What if $u = \lambda v$?

Then $P$ is a line: $$\alpha u + \beta v = \alpha \lambda v + \beta v = (\alpha \lambda + \beta) v.$$ Since $\alpha \lambda + \beta \in {\bf R}$ we get all multiples of $v$.

So, in this case, $P$ is the line in the direction of $v$.

In general, start with the two lines...

A lot more here than that. Indeed, we add more and more vectors to fill in the plane:

Theorem: $P$ above is a subspace of ${\bf R}^3$.

Definition: $$P = \{(x,y,z) = w+\alpha u + \beta v, \alpha, \beta \in {\bf R} \}$$ is called the plane through $w$ in the direction of $u,v$, where $w,u,v \in V$, a vector space.

Example: Consider $$V = {\bf C}({\bf R}), w=3, u = x,v=x^{2}.$$

Then the elements of $P$ are: $$q = w+\alpha u + \beta V= 3 + \alpha x + \beta x^2,$$ with $\alpha, \beta \in {\bf R}.$ (Note: $x \in {\bf R}$ is a variable here.)

What is $V$, as a set?

It is the set of all quadratic polynomials with free term $=3$.

Quiz: Let $V$ be space of all polynomials and $S = \{ p \in V \colon p(\sqrt(2))=0 \}$. Prove $S$ is a vector space.

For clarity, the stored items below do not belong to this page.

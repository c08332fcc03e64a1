//! Observability
//!
//! Structured audit events and metrics for operational visibility.

pub mod audit;
pub mod metrics;
/// Request routing for the learner-facing API.
///
/// Pure with respect to I/O: a [`Request`] goes in, a [`Response`] comes
/// out, so every route can be exercised without a socket.
use super::request::Request;
use super::response::{Response, ALLOWED_METHODS, PROMETHEUS_CONTENT_TYPE};
use crate::config::types::{CodeSubmission, ExecutionOutcome};
use crate::exec::executor::Sandbox;
use crate::lessons::{LessonFilter, LessonStore, DEFAULT_LOCALE};
use crate::observability::metrics::MetricsRegistry;
use log::{debug, error};
use serde_json::{json, Map, Value};
use std::sync::Arc;

pub const SERVICE_NAME: &str = "learnbox";

/// Shown to the caller instead of any host failure detail
pub const INTERNAL_ERROR_MESSAGE: &str = "internal error, please try again";

const LESSON_PREFIX: &str = "/api/lessons/";

#[derive(Debug, Clone, Copy, PartialEq, Eq)]
enum Route {
    Root,
    Health,
    Metrics,
    Run,
    Lessons,
    Lesson,
}

impl Route {
    fn resolve(path: &str) -> Option<Self> {
        match path {
            "/" => Some(Route::Root),
            "/health" => Some(Route::Health),
            "/metrics" => Some(Route::Metrics),
            "/api/run" => Some(Route::Run),
            "/api/lessons" => Some(Route::Lessons),
            _ if path.starts_with(LESSON_PREFIX) && path.len() > LESSON_PREFIX.len() => {
                Some(Route::Lesson)
            }
            _ => None,
        }
    }

    fn method(&self) -> &'static str {
        match self {
            Route::Run => "POST",
            _ => "GET",
        }
    }
}

pub struct Router {
    sandbox: Arc<Sandbox>,
    lessons: Arc<dyn LessonStore>,
}

impl Router {
    pub fn new(sandbox: Arc<Sandbox>, lessons: Arc<dyn LessonStore>) -> Self {
        Self { sandbox, lessons }
    }

    pub fn metrics(&self) -> &Arc<MetricsRegistry> {
        self.sandbox.metrics()
    }

    pub fn handle(&self, request: &Request) -> Response {
        let response = self.dispatch(request);
        self.metrics().record_http_status(response.status);
        debug!("{} {} -> {}", request.method, request.path, response.status);
        response
    }

    fn dispatch(&self, request: &Request) -> Response {
        if request.method == "OPTIONS" {
            return Response::preflight();
        }
        let Some(route) = Route::resolve(&request.path) else {
            return Response::error(404, "not found");
        };
        if request.method != route.method() {
            return Response::error(405, "method not allowed")
                .with_header("Allow", format!("{}, OPTIONS", route.method()));
        }

        match route {
            Route::Root => Response::json(200, &json!({ "status": "ok", "service": SERVICE_NAME })),
            Route::Health => Response::json(200, &json!({ "ok": true, "service": SERVICE_NAME })),
            Route::Metrics => {
                Response::text(200, PROMETHEUS_CONTENT_TYPE, self.metrics().export_prometheus())
            }
            Route::Run => self.run(request),
            Route::Lessons => self.list_lessons(request),
            Route::Lesson => self.get_lesson(request),
        }
    }

    fn run(&self, request: &Request) -> Response {
        let code = match submitted_code(&request.body) {
            Ok(code) => code,
            Err(message) => return Response::error(400, message),
        };

        match self.sandbox.submit(CodeSubmission::new(code)) {
            Ok(outcome) => run_response(&outcome),
            Err(e) => {
                error!("Run failed on the host side: {}", e);
                Response::json(500, &json!({ "output": "", "error": INTERNAL_ERROR_MESSAGE }))
            }
        }
    }

    fn list_lessons(&self, request: &Request) -> Response {
        let filter = LessonFilter::new(
            request.query_param("level").map(str::to_string),
            request.query_param("lang").map(str::to_string),
        );
        let lessons = self.lessons.list(&filter);
        match serde_json::to_value(lessons) {
            Ok(value) => Response::json(200, &value),
            Err(e) => {
                error!("Failed to encode lessons: {}", e);
                Response::error(500, INTERNAL_ERROR_MESSAGE)
            }
        }
    }

    fn get_lesson(&self, request: &Request) -> Response {
        let locale = request
            .query_param("lang")
            .filter(|l| !l.trim().is_empty())
            .unwrap_or(DEFAULT_LOCALE);
        let lesson = request.path[LESSON_PREFIX.len()..]
            .parse::<u32>()
            .ok()
            .and_then(|id| self.lessons.get(id, locale));
        let Some(lesson) = lesson else {
            return Response::error(404, "not found");
        };
        match serde_json::to_value(lesson) {
            Ok(value) => Response::json(200, &value),
            Err(e) => {
                error!("Failed to encode lesson: {}", e);
                Response::error(500, INTERNAL_ERROR_MESSAGE)
            }
        }
    }
}

/// Extract `code` from a run body. A missing field is the empty program.
fn submitted_code(body: &[u8]) -> Result<String, &'static str> {
    let value: Value =
        serde_json::from_slice(body).map_err(|_| "request body must be a JSON object")?;
    let Value::Object(fields) = value else {
        return Err("request body must be a JSON object");
    };
    match fields.get("code") {
        None | Some(Value::Null) => Ok(String::new()),
        Some(Value::String(code)) => Ok(code.clone()),
        Some(_) => Err("`code` must be a string"),
    }
}

/// Status and `{output, error}` body for a classified outcome
pub fn run_response(outcome: &ExecutionOutcome) -> Response {
    let status = if outcome.is_success() { 200 } else { 400 };
    Response::json(status, &run_body(outcome))
}

pub fn run_body(outcome: &ExecutionOutcome) -> Value {
    let mut body = Map::new();
    body.insert("output".to_string(), Value::from(outcome.output_text.as_str()));
    body.insert(
        "error".to_string(),
        Value::from(outcome.diagnostic.as_deref().unwrap_or_default()),
    );
    if outcome.truncated {
        body.insert("truncated".to_string(), Value::Bool(true));
    }
    Value::Object(body)
}

#[cfg(test)]
mod tests {
    use super::*;
    use crate::config::descriptor::PolicyDescriptor;
    use crate::config::types::OutcomeKind;
    use crate::core::governor::ThreadGovernor;
    use crate::lessons::StaticLessonStore;

    fn router() -> Router {
        let sandbox = Sandbox::new(PolicyDescriptor::default(), Arc::new(ThreadGovernor::new()));
        Router::new(
            Arc::new(sandbox),
            Arc::new(StaticLessonStore::bundled().unwrap()),
        )
    }

    fn get(router: &Router, target: &str) -> Response {
        router.handle(&Request::new("GET", target, "").unwrap())
    }

    #[test]
    fn test_submitted_code() {
        assert_eq!(submitted_code(br#"{"code": "x = 1"}"#), Ok("x = 1".to_string()));
        assert_eq!(submitted_code(b"{}"), Ok(String::new()));
        assert_eq!(submitted_code(br#"{"code": null}"#), Ok(String::new()));
        assert!(submitted_code(br#"{"code": 5}"#).is_err());
        assert!(submitted_code(b"[1, 2]").is_err());
        assert!(submitted_code(b"").is_err());
        assert!(submitted_code(b"code=1").is_err());
    }

    #[test]
    fn test_run_body_shape() {
        let outcome = ExecutionOutcome {
            kind: OutcomeKind::Success,
            output_text: "xx".to_string(),
            diagnostic: None,
            truncated: true,
        };
        assert_eq!(
            run_body(&outcome),
            json!({"output": "xx", "error": "", "truncated": true})
        );

        let fault = ExecutionOutcome {
            kind: OutcomeKind::RuntimeFault,
            output_text: String::new(),
            diagnostic: Some("NameError: boom".to_string()),
            truncated: false,
        };
        let response = run_response(&fault);
        assert_eq!(response.status, 400);
        assert_eq!(
            response.json_body(),
            Some(json!({"output": "", "error": "NameError: boom"}))
        );
    }

    #[test]
    fn test_service_routes() {
        let router = router();
        assert_eq!(
            get(&router, "/").json_body(),
            Some(json!({"status": "ok", "service": "learnbox"}))
        );
        assert_eq!(
            get(&router, "/health").json_body(),
            Some(json!({"ok": true, "service": "learnbox"}))
        );
        let metrics = get(&router, "/metrics");
        assert_eq!(metrics.content_type, Some(PROMETHEUS_CONTENT_TYPE));
        assert!(String::from_utf8_lossy(&metrics.body).contains("learnbox_http_requests_total"));
    }

    #[test]
    fn test_routing_errors() {
        let router = router();
        assert_eq!(get(&router, "/nope").status, 404);
        assert_eq!(get(&router, "/api/lessons/").status, 404);
        assert_eq!(get(&router, "/api/run").status, 405);

        let post = router.handle(&Request::new("POST", "/health", "").unwrap());
        assert_eq!(post.status, 405);
        assert!(post.headers.iter().any(|(k, v)| *k == "Allow" && v == "GET, OPTIONS"));

        let preflight = router.handle(&Request::new("OPTIONS", "/api/run", "").unwrap());
        assert_eq!(preflight.status, 204);
        assert!(preflight
            .headers
            .iter()
            .any(|(_, v)| v.as_str() == ALLOWED_METHODS));
    }

    #[test]
    fn test_http_status_metrics() {
        let router = router();
        get(&router, "/health");
        get(&router, "/missing");
        assert_eq!(router.metrics().http_requests_2xx.get(), 1);
        assert_eq!(router.metrics().http_requests_4xx.get(), 1);
    }
}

By the theorem, verify 3 conditions

• 1. $S \neq 0$. Choose the zero polynomial.
• 2. Closed under addition, $p,q \in S$ implies $p(\sqrt{2})=0$ and $q(\sqrt{2})=0$, so $p+q \in S$ (note: instead of $p(x), q(x)$!).

Consider $(p+q)(\sqrt{2}) = p(\sqrt{2})+q(\sqrt{2}) = 0+0 = 0$, so $p+q \in S$.

• 3. Closed under scalar multiplication: $p \in S$, $r \in {\bf R}$ implies $p(\sqrt{2})=0$ and so $rp \in S$.

Consider $(rp)(\sqrt{2}) = rp(\sqrt{2}) = r \cdot 0 = 0$, so $rp \in S$.

Homework:

Let $V$ be the vector space of all polynomials and $T = \{ p \in V \colon p(\sqrt{2}) = 0$ and $p(\pi) = 0 \}$. Prove that $T$ is a vector space.